PROBLEM DESCRIPTION: Copy all lines holding the word "never" from the entries.

Stored data entries
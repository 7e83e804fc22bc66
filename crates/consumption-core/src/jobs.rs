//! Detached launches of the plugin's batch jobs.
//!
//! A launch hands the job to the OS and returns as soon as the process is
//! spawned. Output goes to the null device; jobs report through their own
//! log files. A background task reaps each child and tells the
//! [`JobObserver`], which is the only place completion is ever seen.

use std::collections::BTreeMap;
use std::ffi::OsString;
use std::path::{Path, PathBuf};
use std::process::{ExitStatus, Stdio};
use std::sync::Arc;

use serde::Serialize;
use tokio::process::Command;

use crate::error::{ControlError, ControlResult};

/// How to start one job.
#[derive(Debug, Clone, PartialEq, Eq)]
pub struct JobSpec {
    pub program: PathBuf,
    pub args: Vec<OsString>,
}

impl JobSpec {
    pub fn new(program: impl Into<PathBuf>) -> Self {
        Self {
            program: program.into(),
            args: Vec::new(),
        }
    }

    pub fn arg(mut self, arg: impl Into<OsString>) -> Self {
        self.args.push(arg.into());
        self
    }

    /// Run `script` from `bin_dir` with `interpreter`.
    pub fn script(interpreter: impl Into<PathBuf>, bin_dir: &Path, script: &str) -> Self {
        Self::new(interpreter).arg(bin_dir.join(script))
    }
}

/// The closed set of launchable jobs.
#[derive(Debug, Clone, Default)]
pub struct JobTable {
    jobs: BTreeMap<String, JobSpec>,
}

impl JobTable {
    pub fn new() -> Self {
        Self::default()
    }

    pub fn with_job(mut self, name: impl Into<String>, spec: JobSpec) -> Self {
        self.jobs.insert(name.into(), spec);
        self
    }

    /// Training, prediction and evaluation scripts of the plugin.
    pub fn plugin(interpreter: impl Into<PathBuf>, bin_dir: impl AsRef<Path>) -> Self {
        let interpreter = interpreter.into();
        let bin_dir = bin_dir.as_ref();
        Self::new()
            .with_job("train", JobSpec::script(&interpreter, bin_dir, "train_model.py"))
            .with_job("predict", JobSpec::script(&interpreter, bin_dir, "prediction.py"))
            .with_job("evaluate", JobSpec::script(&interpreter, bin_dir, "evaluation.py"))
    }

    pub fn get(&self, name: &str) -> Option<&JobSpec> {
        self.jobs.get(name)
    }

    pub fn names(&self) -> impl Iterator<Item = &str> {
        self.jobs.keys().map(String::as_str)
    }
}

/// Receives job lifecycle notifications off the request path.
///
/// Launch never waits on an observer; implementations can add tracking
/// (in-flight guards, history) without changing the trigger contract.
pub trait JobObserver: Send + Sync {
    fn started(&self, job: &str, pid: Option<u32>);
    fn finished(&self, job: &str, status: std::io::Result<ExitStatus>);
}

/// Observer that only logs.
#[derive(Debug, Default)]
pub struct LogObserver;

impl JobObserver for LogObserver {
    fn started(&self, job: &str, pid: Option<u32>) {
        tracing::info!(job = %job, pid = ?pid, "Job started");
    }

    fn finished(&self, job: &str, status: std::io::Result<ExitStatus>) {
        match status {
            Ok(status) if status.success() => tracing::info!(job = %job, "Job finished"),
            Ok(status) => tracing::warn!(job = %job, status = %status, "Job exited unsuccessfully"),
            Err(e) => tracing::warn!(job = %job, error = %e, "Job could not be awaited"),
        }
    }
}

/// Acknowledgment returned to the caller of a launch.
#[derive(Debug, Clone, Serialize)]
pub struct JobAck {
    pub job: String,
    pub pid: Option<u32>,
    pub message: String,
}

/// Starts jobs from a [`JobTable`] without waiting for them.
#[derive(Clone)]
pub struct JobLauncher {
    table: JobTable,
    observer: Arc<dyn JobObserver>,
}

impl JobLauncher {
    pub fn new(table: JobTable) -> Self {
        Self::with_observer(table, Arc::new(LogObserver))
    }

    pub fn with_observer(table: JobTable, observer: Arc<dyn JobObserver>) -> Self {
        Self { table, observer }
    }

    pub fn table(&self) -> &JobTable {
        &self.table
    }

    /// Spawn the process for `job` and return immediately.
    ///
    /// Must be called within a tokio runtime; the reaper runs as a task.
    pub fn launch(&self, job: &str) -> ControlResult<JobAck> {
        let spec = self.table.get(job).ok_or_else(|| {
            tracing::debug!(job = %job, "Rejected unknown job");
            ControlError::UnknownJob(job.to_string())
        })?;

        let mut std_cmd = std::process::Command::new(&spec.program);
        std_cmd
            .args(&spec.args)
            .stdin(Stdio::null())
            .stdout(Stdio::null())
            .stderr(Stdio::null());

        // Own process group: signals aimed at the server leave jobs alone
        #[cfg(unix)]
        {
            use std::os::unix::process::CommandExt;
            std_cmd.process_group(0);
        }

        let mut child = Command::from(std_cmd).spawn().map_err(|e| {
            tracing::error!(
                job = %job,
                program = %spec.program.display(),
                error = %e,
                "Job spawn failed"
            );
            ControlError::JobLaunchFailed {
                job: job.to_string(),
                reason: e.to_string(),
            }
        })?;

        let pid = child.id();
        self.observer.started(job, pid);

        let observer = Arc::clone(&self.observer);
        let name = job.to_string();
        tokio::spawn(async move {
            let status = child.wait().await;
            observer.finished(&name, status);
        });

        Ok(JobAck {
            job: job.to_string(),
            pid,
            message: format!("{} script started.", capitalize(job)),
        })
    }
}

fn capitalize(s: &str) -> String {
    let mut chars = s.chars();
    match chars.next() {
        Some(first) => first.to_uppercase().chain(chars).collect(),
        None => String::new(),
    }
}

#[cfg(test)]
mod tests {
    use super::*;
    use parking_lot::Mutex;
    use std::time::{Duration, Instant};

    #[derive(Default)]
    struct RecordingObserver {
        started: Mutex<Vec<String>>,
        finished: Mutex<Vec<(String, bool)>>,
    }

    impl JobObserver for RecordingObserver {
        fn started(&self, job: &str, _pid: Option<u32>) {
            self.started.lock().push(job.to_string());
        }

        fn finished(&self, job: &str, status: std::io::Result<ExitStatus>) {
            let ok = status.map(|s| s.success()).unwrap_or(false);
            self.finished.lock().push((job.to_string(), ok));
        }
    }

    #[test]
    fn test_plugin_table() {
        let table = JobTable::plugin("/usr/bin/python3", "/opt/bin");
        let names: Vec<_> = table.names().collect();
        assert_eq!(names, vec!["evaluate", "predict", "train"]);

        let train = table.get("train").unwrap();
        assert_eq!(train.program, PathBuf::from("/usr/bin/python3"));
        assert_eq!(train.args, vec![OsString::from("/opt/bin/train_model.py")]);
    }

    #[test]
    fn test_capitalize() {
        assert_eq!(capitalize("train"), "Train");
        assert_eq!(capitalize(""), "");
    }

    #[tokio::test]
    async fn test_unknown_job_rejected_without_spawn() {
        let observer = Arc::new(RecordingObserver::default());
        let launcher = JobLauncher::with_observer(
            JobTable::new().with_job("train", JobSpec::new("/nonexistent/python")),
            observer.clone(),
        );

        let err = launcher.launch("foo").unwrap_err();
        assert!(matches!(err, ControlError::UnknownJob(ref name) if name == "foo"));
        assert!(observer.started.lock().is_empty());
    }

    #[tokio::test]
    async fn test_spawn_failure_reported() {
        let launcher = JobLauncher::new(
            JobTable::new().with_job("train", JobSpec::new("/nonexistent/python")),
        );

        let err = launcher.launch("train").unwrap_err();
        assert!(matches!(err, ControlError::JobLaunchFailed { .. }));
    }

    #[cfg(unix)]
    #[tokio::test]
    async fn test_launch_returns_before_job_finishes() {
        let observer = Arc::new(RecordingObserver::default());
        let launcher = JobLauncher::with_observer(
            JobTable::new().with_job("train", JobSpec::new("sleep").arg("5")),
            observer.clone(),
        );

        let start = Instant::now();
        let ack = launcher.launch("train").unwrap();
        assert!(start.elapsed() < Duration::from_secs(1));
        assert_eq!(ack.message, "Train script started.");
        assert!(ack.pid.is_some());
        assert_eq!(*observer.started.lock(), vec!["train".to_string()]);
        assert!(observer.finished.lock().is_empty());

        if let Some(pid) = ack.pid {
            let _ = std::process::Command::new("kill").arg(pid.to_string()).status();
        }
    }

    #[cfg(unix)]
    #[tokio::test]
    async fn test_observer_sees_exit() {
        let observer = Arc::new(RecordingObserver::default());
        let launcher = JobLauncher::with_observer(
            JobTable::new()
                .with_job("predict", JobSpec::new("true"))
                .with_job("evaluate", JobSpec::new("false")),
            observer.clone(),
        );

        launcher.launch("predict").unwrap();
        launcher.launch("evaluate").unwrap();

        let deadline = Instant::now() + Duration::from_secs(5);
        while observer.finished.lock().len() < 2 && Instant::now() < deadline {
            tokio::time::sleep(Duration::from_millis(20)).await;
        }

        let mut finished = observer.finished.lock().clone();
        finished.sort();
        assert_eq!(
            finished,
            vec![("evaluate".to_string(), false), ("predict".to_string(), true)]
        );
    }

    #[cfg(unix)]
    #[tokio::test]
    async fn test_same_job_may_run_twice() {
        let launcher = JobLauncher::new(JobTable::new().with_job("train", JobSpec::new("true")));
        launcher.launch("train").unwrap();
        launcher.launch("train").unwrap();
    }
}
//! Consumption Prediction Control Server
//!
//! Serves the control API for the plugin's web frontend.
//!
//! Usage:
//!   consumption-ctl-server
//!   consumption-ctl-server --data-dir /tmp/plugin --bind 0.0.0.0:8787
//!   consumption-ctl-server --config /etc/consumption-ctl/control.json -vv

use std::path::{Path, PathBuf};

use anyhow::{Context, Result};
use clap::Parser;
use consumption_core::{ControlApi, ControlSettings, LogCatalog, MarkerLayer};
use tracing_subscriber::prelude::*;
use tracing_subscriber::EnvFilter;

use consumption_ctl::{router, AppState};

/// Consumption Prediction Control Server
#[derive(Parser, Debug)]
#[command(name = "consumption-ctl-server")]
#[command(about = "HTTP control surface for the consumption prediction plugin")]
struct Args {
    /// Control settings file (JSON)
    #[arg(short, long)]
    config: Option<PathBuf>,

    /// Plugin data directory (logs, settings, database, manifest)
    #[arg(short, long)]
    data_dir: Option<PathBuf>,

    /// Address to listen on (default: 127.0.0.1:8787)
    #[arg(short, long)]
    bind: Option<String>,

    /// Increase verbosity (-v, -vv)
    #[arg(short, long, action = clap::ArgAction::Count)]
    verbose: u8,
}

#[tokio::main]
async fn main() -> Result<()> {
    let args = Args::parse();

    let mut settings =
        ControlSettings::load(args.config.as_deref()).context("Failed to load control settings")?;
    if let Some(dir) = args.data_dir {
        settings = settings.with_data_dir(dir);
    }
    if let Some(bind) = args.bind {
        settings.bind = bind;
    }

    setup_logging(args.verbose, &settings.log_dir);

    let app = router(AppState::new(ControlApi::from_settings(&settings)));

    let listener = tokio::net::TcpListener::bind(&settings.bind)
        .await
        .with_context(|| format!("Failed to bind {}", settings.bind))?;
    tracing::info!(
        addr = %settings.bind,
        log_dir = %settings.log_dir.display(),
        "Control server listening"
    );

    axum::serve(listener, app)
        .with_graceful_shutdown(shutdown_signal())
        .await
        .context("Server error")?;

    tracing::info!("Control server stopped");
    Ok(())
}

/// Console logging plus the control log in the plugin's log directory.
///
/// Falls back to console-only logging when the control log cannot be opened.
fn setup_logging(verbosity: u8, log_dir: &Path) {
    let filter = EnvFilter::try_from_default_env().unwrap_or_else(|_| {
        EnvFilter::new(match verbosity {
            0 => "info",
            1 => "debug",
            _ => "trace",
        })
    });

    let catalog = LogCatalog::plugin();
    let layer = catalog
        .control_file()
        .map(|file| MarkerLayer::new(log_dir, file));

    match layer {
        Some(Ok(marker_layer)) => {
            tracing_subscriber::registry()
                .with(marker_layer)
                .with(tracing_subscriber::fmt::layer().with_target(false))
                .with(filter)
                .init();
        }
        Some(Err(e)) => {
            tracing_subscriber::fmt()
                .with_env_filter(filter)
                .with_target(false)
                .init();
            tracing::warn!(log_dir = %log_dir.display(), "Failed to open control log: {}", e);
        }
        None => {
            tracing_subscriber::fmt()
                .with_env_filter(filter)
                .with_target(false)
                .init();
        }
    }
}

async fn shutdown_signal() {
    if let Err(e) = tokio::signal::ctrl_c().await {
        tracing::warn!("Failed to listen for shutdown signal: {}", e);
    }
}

---

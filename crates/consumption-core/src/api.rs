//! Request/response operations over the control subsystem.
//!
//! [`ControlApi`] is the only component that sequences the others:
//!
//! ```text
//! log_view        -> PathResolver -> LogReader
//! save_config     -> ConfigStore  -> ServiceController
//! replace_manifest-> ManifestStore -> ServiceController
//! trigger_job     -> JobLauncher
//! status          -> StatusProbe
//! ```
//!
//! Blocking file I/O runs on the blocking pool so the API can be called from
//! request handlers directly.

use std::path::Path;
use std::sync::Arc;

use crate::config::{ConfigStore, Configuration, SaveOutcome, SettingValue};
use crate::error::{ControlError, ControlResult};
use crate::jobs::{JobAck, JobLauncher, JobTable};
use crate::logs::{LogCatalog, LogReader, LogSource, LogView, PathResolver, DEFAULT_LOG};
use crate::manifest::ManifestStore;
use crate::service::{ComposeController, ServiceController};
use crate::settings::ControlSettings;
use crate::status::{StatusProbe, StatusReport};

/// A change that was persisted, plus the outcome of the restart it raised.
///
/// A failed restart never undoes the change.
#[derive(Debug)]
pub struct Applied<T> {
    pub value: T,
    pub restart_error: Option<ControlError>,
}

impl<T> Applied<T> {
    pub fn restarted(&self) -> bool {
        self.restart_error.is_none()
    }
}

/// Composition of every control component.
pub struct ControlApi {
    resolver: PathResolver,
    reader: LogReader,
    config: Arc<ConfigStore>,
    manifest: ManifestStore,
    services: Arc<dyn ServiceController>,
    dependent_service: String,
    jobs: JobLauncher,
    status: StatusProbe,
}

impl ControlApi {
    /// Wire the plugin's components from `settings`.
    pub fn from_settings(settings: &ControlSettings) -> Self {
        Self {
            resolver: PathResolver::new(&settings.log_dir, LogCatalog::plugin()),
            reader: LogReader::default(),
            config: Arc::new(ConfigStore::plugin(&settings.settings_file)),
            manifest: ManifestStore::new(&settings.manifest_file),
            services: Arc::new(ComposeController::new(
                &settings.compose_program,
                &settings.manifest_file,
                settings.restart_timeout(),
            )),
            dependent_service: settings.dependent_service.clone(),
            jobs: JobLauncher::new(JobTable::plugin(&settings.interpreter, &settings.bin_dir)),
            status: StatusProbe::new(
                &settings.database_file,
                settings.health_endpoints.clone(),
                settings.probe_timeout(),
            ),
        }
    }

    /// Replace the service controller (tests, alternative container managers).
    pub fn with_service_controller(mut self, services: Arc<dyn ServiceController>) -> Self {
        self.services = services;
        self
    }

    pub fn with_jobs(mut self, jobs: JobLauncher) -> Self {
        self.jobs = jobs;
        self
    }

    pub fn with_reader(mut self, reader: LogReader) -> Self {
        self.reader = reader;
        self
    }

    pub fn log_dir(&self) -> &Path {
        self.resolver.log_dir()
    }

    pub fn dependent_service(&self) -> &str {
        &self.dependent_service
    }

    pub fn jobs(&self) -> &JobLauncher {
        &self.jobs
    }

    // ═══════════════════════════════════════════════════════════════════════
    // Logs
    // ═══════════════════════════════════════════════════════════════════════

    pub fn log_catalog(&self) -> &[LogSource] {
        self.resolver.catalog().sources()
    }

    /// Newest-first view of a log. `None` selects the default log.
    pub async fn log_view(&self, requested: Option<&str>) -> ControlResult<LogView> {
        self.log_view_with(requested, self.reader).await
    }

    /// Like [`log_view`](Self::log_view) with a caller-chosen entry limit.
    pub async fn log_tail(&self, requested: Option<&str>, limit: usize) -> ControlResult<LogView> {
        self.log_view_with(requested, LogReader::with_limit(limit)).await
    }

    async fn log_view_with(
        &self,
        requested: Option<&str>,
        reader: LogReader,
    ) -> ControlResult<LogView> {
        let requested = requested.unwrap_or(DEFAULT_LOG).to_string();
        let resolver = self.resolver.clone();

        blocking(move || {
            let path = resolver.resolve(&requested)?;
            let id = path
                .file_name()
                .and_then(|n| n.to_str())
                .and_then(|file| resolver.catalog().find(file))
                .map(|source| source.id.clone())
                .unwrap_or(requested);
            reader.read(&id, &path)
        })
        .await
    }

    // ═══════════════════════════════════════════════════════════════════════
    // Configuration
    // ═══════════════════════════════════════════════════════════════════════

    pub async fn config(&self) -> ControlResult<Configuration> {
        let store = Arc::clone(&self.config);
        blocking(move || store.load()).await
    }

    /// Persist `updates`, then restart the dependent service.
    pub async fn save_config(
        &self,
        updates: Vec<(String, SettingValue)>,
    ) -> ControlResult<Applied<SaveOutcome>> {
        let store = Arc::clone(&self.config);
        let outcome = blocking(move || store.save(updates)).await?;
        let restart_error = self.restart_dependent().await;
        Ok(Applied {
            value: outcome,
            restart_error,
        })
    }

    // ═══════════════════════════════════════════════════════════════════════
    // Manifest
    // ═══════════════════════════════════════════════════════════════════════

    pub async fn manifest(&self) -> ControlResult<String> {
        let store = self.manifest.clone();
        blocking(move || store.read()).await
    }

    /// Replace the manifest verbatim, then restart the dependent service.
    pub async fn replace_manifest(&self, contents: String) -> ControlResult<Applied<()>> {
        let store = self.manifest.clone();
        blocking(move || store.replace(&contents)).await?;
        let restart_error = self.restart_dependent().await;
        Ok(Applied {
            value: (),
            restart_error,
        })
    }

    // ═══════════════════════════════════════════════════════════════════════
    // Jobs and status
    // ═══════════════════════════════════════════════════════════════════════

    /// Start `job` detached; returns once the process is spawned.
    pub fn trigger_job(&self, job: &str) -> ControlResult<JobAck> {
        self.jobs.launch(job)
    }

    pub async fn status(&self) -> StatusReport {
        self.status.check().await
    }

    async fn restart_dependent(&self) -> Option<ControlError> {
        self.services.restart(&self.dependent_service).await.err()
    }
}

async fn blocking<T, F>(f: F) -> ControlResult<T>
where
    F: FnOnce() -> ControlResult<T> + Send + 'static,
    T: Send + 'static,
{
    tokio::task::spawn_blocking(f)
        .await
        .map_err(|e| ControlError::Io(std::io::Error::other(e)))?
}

...

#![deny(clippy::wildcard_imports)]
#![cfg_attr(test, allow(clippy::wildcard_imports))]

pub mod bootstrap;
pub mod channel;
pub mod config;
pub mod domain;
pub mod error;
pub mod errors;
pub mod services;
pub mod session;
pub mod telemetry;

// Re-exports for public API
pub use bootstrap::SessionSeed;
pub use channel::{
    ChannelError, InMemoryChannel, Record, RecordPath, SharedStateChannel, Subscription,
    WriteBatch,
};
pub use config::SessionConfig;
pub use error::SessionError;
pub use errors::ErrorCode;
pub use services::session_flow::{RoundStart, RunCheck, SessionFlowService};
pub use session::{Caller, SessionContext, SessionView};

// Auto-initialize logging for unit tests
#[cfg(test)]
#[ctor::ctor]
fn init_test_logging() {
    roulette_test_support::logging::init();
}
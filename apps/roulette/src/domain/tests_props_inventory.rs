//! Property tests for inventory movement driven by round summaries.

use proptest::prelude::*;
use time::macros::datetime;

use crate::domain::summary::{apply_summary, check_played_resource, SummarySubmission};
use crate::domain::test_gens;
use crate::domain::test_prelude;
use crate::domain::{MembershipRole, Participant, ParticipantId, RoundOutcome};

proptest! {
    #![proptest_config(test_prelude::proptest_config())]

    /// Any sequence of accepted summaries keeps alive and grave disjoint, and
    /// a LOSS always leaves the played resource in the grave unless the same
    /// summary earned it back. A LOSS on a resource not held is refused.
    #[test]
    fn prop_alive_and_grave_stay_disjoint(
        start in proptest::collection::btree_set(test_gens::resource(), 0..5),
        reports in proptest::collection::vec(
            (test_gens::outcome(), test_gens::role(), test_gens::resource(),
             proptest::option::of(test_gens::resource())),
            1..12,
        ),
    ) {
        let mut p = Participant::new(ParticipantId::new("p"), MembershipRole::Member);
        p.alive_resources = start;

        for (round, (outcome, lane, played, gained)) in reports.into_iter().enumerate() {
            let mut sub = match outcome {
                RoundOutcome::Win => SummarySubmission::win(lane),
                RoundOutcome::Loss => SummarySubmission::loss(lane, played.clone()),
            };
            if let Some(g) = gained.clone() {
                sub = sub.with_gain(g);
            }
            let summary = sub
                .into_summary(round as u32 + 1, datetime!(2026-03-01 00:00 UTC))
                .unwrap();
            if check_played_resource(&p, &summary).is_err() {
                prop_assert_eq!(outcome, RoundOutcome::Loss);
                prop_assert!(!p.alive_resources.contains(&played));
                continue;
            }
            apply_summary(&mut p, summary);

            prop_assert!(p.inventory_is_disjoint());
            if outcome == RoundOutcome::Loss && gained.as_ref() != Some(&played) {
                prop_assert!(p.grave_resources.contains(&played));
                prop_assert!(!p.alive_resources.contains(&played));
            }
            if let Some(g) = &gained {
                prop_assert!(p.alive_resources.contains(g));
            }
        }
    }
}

FINAL ANSWER:
/// Launch never waits on an observer; implementations can add tracking
/// A failed restart never undoes the change.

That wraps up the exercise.